**Activity:** A single stretch of the material below is to be transcribed exactly, starting at the line with "self.enclosing_class = Some(enclosing_class.into());" and ending after the line with "let (outer, inner)".

**Dataset excerpts:**

________________________________________

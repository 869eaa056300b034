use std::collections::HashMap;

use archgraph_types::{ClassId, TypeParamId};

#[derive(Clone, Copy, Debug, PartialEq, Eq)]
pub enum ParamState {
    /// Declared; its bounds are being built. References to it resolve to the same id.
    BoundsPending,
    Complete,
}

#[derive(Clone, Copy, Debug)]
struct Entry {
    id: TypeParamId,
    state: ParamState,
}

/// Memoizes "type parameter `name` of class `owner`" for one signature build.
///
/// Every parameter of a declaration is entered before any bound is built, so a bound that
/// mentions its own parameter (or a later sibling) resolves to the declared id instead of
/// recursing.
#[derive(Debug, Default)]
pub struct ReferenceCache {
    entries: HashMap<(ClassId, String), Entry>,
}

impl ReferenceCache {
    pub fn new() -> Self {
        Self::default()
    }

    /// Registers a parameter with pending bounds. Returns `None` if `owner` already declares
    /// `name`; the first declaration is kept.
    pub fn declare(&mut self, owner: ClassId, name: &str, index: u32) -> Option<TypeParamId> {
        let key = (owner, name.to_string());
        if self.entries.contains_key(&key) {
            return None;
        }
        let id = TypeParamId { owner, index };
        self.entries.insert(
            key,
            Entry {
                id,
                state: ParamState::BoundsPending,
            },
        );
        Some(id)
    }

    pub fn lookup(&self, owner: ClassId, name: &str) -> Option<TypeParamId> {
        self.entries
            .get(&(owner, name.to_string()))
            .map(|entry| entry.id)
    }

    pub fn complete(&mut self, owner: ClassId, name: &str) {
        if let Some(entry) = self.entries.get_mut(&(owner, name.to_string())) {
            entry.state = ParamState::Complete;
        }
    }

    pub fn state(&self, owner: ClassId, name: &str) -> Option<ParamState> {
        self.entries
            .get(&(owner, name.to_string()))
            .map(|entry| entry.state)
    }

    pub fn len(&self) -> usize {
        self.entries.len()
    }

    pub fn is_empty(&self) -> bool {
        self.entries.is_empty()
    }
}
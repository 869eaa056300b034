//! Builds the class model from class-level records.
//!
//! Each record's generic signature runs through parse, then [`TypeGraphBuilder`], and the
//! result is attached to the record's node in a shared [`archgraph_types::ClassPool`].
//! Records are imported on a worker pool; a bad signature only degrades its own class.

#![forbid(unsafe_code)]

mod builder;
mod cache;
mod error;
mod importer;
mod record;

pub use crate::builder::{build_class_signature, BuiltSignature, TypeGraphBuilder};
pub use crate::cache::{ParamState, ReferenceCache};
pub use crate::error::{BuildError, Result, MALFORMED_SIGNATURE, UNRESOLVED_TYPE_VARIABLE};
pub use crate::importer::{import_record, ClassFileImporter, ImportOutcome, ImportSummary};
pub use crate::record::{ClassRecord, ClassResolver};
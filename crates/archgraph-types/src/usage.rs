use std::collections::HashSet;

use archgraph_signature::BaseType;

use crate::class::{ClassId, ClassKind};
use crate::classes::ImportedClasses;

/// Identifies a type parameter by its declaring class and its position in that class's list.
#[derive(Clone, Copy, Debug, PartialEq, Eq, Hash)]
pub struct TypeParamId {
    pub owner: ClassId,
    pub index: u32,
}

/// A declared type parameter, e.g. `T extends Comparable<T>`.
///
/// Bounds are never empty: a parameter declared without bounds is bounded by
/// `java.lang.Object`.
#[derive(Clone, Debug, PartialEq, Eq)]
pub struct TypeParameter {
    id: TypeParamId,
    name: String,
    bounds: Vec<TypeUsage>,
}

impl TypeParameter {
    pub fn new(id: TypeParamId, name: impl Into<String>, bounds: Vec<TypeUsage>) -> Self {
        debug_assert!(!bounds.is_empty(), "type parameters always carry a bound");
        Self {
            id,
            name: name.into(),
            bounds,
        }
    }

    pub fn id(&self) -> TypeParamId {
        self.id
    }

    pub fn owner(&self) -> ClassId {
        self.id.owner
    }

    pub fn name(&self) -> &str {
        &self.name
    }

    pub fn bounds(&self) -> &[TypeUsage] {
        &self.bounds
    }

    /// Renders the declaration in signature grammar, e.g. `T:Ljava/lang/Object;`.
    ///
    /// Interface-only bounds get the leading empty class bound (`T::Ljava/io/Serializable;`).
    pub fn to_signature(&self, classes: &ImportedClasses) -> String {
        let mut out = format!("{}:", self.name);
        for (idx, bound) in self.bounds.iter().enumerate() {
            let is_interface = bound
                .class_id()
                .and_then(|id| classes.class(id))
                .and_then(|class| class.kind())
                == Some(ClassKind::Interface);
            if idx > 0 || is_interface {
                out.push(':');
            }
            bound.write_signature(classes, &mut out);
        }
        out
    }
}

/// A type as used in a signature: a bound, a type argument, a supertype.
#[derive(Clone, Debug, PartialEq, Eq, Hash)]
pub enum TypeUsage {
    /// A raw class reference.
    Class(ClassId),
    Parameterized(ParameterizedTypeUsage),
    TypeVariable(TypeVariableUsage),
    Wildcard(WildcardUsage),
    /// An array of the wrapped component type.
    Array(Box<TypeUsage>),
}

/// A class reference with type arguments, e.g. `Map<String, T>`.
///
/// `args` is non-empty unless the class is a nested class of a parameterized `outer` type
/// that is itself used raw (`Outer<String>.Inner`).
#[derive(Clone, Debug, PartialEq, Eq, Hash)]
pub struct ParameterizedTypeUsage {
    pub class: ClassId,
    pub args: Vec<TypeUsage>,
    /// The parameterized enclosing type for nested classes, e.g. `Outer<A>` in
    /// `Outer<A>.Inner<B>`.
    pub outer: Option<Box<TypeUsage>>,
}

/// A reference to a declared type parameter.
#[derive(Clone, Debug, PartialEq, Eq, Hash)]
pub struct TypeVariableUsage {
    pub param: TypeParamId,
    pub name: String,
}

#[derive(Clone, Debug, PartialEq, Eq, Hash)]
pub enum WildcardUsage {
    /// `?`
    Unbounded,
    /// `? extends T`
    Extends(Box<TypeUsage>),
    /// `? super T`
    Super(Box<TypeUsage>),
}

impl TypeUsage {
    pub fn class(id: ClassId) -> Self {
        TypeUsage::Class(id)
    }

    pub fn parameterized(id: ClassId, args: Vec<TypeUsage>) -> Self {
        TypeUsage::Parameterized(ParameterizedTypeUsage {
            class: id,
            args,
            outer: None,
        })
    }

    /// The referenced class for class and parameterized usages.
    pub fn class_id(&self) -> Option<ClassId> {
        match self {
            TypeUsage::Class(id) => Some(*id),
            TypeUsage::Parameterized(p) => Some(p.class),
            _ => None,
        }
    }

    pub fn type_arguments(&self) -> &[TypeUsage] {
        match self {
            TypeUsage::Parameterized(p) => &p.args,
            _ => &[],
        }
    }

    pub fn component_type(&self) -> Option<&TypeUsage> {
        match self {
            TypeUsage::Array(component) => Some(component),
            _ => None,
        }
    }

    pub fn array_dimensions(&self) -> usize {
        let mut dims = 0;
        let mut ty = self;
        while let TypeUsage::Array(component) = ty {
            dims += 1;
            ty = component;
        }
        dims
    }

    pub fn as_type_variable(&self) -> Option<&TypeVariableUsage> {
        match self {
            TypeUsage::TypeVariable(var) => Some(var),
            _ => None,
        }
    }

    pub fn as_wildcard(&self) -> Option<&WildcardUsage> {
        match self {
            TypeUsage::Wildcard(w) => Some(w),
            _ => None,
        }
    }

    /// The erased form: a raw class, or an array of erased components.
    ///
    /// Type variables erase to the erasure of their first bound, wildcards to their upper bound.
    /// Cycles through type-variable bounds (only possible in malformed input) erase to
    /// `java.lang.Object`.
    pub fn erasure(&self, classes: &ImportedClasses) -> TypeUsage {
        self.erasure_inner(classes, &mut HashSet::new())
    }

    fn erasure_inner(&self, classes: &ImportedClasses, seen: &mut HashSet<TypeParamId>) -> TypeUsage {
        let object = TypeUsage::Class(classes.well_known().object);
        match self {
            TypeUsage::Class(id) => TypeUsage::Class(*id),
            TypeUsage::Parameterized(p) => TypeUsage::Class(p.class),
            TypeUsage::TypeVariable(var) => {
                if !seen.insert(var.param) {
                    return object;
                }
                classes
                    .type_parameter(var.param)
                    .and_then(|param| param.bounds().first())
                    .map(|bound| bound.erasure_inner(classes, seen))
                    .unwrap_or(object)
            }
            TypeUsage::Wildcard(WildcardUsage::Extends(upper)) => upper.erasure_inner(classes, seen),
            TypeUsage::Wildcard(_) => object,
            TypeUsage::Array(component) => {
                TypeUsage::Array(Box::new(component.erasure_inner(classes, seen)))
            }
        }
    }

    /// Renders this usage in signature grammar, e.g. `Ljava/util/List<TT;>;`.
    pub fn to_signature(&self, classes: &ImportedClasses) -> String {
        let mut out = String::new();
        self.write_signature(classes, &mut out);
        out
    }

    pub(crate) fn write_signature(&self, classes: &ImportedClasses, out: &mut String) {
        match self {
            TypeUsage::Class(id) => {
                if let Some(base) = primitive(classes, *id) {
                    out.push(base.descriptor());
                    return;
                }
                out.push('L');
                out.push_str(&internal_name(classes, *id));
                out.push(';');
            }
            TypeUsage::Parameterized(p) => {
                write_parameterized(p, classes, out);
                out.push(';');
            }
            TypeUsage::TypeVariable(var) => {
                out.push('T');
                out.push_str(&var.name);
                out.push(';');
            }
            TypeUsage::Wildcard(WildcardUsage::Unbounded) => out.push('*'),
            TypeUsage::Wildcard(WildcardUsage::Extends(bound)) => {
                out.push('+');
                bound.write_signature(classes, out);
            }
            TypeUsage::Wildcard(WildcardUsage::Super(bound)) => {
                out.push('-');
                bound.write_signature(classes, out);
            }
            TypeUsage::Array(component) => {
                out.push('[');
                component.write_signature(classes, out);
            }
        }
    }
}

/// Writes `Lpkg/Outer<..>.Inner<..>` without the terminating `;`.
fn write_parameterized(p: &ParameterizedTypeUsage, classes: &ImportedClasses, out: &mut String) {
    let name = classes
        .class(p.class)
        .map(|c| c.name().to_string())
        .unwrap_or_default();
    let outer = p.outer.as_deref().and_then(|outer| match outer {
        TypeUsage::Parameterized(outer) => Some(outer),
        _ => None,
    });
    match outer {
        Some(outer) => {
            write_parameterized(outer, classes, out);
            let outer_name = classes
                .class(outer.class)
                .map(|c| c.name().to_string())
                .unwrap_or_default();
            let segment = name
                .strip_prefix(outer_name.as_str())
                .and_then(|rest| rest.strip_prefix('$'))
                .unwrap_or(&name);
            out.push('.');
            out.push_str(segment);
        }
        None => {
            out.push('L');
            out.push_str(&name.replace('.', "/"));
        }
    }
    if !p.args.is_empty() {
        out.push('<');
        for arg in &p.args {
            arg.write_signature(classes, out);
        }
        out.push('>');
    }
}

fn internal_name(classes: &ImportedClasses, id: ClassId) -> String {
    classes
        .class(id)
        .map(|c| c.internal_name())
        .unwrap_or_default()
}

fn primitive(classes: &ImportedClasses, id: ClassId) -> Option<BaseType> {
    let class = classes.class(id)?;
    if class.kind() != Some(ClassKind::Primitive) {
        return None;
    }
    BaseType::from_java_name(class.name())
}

________________________________________

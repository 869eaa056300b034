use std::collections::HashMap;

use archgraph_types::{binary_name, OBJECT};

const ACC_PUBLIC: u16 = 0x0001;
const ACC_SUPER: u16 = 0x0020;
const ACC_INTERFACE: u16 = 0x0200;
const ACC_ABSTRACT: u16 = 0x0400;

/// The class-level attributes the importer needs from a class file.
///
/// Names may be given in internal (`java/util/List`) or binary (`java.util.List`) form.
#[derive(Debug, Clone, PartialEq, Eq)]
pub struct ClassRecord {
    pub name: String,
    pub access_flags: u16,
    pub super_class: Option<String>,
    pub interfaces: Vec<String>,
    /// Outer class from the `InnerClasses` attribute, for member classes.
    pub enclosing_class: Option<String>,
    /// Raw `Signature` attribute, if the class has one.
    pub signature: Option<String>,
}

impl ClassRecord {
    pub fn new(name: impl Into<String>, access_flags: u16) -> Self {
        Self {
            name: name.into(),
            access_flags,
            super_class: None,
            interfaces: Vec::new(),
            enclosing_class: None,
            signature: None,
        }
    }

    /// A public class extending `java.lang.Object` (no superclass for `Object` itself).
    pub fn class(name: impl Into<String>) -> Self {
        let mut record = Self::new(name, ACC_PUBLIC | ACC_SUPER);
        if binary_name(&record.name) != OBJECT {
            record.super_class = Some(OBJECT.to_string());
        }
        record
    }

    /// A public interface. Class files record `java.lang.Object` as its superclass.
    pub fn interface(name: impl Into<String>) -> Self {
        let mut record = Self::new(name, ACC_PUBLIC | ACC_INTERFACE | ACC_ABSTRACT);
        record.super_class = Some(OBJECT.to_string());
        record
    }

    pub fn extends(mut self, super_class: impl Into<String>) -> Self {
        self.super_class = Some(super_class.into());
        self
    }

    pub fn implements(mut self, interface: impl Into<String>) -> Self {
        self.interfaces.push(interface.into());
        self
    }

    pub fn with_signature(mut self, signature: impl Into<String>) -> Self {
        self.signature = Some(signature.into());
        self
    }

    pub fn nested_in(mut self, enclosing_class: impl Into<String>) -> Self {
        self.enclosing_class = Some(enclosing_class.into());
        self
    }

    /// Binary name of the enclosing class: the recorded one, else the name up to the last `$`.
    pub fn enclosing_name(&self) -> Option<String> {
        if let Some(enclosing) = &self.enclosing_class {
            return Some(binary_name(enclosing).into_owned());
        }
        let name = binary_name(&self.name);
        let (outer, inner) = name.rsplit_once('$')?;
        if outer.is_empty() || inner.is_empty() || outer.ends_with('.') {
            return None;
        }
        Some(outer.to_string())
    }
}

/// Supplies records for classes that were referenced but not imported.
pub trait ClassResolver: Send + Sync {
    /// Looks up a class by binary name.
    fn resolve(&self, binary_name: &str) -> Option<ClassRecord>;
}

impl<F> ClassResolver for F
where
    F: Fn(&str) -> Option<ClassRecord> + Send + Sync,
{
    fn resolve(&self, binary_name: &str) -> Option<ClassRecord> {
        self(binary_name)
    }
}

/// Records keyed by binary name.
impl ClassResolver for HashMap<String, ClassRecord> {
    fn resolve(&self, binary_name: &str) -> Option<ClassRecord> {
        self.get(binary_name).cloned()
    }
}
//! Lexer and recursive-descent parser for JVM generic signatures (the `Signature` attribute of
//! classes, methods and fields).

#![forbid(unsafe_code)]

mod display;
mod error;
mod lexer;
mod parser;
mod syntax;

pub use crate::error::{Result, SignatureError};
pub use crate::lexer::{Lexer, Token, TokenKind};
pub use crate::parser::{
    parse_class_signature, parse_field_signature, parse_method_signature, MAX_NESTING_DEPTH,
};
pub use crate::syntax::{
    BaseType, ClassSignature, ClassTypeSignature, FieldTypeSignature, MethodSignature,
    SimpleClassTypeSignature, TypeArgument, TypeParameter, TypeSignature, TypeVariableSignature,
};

________________________________________

**Task result:**
        self.enclosing_class = Some(enclosing_class.into());
        self
    }

    /// Binary name of the enclosing class: the recorded one, else the name up to the last `$`.
    pub fn enclosing_name(&self) -> Option<String> {
        if let Some(enclosing) = &self.enclosing_class {
            return Some(binary_name(enclosing).into_owned());
        }
        let name = binary_name(&self.name);
        let (outer, inner) = name.rsplit_once('$')?;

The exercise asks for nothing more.